(WORK TO COMPLETE) Look for the word "operator" in the entries and copy every line where it shows up.

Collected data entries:
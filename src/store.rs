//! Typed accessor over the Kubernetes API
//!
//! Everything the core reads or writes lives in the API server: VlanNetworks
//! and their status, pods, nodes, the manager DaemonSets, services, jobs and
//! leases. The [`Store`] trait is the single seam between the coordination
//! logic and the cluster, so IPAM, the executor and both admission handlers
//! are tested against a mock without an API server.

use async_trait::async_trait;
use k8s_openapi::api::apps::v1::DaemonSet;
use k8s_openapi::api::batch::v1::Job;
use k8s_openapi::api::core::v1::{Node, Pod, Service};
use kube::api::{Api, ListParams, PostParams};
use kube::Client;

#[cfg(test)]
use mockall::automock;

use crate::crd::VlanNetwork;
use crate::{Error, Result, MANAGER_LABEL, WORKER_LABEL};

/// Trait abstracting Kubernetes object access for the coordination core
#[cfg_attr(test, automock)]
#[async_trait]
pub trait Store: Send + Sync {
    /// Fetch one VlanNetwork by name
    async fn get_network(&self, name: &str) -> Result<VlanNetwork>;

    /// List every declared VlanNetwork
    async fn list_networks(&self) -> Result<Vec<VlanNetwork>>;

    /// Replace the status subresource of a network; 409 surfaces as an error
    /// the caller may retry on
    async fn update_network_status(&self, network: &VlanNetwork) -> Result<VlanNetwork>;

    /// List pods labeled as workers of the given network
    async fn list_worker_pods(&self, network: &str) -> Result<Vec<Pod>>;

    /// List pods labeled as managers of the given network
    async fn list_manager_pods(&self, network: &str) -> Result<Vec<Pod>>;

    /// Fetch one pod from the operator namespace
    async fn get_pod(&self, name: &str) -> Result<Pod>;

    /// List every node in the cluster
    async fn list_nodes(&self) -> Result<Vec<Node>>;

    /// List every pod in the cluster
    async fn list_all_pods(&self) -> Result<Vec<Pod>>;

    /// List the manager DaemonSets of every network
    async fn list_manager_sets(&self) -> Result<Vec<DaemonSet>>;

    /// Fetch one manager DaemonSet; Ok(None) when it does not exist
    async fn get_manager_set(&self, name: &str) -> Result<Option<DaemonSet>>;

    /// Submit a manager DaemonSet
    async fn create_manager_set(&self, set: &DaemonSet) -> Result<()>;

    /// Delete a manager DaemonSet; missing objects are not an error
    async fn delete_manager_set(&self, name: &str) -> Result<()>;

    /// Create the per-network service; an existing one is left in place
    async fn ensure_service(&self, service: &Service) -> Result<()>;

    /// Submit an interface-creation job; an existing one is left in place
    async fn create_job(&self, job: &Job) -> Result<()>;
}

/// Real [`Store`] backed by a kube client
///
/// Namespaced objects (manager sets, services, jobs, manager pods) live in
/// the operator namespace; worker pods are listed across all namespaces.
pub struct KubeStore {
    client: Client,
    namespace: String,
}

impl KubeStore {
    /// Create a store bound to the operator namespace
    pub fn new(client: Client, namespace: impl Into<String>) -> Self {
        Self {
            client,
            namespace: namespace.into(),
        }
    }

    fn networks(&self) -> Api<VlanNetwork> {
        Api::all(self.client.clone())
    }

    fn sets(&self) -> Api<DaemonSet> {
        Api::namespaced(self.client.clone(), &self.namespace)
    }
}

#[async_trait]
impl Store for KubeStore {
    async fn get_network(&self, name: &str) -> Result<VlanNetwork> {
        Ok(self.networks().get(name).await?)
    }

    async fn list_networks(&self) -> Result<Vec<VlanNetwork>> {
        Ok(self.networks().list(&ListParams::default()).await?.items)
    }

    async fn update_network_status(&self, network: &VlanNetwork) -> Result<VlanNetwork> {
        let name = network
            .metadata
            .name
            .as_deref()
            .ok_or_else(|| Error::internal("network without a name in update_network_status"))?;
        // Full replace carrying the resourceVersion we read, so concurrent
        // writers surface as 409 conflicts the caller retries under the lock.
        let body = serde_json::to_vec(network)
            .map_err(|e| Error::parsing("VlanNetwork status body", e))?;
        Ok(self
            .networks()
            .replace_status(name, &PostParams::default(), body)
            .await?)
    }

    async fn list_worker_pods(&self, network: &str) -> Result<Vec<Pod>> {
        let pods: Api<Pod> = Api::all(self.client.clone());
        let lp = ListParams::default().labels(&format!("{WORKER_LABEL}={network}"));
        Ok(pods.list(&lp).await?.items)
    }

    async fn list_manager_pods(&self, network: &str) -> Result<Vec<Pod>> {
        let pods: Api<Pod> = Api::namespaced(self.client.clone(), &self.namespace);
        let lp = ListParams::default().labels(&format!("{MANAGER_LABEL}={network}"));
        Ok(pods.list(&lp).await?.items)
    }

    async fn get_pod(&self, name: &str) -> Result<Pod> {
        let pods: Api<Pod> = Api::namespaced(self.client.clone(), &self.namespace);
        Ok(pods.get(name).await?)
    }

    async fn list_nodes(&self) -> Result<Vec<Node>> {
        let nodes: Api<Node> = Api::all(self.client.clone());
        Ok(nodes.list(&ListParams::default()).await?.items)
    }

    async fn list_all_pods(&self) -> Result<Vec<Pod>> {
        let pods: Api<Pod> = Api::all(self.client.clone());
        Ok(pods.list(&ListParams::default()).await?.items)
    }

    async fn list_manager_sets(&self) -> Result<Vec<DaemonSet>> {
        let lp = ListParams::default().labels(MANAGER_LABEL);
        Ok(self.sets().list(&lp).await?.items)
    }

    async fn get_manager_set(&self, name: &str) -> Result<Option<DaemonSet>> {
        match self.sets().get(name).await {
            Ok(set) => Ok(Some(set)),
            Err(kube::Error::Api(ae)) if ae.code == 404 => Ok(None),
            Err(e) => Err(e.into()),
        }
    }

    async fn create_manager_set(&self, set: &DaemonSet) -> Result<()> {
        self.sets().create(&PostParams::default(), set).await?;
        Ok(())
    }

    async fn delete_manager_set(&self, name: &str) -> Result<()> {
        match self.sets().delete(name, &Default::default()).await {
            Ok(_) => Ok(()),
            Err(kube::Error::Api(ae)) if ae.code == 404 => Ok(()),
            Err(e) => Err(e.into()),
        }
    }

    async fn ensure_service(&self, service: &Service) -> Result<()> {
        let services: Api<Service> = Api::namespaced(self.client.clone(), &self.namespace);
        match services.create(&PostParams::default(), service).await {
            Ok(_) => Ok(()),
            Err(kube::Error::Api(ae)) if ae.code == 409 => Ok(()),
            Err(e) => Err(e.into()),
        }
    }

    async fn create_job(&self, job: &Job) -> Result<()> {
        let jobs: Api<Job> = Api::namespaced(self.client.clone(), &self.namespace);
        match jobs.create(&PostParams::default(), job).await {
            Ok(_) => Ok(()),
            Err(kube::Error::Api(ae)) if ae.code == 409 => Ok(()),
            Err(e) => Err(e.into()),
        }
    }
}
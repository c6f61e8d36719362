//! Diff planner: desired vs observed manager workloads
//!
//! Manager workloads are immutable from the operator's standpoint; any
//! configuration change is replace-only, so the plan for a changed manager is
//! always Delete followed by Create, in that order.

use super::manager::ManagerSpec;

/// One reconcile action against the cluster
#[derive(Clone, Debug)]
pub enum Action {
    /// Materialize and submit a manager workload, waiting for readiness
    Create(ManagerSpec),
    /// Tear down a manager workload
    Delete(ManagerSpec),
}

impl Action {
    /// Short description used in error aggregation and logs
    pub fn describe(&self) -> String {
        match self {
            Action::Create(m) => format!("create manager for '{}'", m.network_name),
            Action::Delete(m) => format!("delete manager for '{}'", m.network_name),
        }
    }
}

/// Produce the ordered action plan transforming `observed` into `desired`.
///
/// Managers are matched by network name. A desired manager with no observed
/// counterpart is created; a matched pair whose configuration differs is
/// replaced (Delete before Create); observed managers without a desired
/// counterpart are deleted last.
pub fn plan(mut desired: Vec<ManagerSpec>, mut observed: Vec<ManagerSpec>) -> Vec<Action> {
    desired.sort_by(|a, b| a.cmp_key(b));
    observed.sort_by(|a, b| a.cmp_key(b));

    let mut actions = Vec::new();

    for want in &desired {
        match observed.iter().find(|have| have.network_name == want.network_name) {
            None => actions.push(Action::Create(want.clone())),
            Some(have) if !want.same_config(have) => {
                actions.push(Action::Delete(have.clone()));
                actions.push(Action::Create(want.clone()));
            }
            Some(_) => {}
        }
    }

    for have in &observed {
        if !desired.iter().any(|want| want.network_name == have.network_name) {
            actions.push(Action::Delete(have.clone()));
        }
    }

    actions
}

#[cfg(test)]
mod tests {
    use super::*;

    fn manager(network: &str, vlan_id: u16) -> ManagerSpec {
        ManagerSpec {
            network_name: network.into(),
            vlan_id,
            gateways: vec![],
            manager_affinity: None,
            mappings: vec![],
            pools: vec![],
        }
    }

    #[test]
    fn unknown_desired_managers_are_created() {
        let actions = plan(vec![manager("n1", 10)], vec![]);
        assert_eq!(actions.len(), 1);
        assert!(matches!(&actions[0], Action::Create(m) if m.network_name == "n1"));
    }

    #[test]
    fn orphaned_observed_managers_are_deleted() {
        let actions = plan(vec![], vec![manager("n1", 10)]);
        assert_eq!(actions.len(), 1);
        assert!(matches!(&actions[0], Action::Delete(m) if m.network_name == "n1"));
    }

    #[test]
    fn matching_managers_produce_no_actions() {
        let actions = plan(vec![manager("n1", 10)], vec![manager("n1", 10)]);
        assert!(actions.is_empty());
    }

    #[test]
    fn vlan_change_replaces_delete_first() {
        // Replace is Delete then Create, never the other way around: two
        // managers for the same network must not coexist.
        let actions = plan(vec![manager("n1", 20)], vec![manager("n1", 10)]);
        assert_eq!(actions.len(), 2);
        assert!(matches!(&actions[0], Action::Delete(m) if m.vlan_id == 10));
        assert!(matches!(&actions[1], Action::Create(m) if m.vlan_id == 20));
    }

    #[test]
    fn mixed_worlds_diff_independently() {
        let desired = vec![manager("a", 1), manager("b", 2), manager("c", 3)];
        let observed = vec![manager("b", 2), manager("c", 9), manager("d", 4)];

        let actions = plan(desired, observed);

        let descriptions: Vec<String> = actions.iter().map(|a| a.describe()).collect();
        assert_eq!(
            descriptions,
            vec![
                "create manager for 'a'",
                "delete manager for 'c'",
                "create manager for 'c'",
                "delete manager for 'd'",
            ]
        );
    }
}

(RESPONSE BOX)
    /// Fetch one pod from the operator namespace
/// the operator namespace; worker pods are listed across all namespaces.
    /// Create a store bound to the operator namespace
//! Manager workloads are immutable from the operator's standpoint; any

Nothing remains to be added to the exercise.